My wife and I left the hubbub of the Beijing-Tianjin metro area, with its 40 million people (give or take), and headed for the quiet, bucolic life of a small country village in Shandong province called Jinan — sparsely populated at just over 7 million.
I like to describe China in these terms to people in the United States. It gives them a quick snapshot of the massive scale of Chinese cities. I can watch their eyes glaze over on WeChat.
My brother, who recently moved to Dallas, Texas — the
This Day, That Year
fourth-largest city in the US (also 7 million) — spoke of the new challenges of life in a large urban center. Our hometown, metropolitan Salt Lake City, Utah, would be swallowed up in one section of Dallas, he told me.
This was the opening I was looking for. Sure, Dallas is big, I said. But Dallas would be swallowed up in Beijing. Your fish is lunch for my bigger fish.
Of course it’s impolite to resort to the “Mine is bigger than yours” brag. But I couldn’t help it. Major Chinese cities are called mega for good reason.
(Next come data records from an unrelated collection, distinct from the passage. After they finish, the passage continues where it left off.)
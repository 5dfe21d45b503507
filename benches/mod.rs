use criterion::{criterion_group, criterion_main};

mod arena;
mod queue;
mod store;

use arena::register_benchmarks as register_arena_benchmarks;
use pool::register_benchmarks as register_pool_benchmarks;
use queue::register_benchmarks as register_queue_benchmarks;
use store::register_benchmarks as register_store_benchmarks;

criterion_group!(
    benches,
    register_arena_benchmarks,
    register_queue_benchmarks,
    register_pool_benchmarks,
    register_store_benchmarks,
);

criterion_main!(benches);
Utah — one of those rectangular states east of California — has a grand total of 3 million inhabitants, or just 14 people per square kilometer.
My Chinese colleagues gasp at that low number (not to be confused with gasping for air in the smog) — and this provides an opportunity for me to brag that “Mine is cleaner than yours”.
To prove it, I will be happy to serve as a guide on a visit to Utah, which is packed with some of the most spectacular natural wonders on the planet.
If you tire of the massive stone arches and crisp blue skies, the remote slot canyons and spectacular waterfalls; or if you’re bored by Utah’s thousand-kilometer views, or the Milky Way at night (unseen in China this side of the Tibet autonomous region); or if you’re worn out hiking alpine mountains or skiing the best snow on Earth — then I’ll drive you to nearby Sedona, Arizona, which the New Age gurus says is a portal to another universe. That’s where my guide service ends and you’re on your own.
So it’s a win-win scenario for me: I can amuse myself with one-upmanship on either side of the Pacific. Then there was Jinan. Jinan features famous springs, neatly tended small hotels, a pleasant walk up Thousand-Buddha Mountain and a gigantic golden statue with a prodigious belly that practically cries out for residents to proclaim: “Our Buddha is bigger than yours”.
Yet the people we encountered in Jinan were invariably modest, genuine, kind and honest. They didn’t indulge in one-upmanship.
Instead, they showed true warmth, treating us like family at every turn. It was a comfortable visit — like going home.
And that’s something that simply can’t be one-upped.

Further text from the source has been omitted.